* _TASK REQUIREMENTS_
Pull every line of the entries that has the word "Serialized".

* _RECORD EXTRACTS_

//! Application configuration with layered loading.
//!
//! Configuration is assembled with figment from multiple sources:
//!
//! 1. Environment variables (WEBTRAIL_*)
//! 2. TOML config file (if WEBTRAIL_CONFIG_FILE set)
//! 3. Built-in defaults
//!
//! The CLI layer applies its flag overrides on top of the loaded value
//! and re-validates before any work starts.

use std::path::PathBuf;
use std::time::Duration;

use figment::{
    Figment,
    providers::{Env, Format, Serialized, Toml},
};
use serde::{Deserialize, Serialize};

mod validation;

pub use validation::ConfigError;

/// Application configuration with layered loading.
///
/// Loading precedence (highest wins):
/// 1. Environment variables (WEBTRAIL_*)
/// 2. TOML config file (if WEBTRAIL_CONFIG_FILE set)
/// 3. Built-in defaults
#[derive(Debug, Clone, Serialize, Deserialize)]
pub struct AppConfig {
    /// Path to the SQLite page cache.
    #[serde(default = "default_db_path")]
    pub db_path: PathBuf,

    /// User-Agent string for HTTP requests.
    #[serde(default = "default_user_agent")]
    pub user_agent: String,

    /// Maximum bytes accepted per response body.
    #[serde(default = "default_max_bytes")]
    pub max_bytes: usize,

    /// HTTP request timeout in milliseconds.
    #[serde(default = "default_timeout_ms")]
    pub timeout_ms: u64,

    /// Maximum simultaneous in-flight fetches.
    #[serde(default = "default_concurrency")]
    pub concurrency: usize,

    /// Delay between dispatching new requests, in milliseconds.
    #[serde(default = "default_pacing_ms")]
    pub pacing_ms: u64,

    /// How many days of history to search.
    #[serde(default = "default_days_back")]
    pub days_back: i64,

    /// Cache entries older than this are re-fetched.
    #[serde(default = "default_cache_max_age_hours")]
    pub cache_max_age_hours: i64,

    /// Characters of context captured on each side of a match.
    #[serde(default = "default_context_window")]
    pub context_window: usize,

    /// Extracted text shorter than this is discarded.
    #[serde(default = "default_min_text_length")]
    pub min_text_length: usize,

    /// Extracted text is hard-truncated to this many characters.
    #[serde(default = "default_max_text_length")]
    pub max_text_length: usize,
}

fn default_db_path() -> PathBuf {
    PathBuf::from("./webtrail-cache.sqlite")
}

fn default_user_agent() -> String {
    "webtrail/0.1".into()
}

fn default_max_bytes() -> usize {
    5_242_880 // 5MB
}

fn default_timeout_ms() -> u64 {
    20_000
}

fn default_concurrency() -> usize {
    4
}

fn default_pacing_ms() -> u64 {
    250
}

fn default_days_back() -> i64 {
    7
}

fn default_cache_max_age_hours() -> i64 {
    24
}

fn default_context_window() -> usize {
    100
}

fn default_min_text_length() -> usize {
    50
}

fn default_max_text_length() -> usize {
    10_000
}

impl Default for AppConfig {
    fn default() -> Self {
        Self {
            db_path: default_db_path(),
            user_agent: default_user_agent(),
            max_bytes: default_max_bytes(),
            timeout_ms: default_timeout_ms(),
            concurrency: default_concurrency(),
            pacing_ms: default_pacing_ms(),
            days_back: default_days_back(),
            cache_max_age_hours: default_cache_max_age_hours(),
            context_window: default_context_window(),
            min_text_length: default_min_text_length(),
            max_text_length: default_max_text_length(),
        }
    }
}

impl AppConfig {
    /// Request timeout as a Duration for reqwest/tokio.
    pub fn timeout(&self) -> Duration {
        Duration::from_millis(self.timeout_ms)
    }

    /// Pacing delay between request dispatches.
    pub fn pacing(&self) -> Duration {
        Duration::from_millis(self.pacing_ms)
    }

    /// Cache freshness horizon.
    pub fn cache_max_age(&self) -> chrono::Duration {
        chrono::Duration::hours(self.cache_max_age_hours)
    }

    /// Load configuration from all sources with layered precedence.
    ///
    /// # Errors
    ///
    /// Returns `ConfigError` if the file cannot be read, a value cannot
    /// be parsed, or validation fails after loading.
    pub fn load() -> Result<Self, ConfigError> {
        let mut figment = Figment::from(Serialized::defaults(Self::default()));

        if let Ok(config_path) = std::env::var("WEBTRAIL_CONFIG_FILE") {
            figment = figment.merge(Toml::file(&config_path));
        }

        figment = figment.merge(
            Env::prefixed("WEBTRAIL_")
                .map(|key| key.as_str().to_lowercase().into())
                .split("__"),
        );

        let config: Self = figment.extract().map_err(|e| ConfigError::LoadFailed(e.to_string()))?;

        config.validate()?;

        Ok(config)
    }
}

* _SOLUTION TO THE PROBLEM_
    providers::{Env, Format, Serialized, Toml},
        let mut figment = Figment::from(Serialized::defaults(Self::default()));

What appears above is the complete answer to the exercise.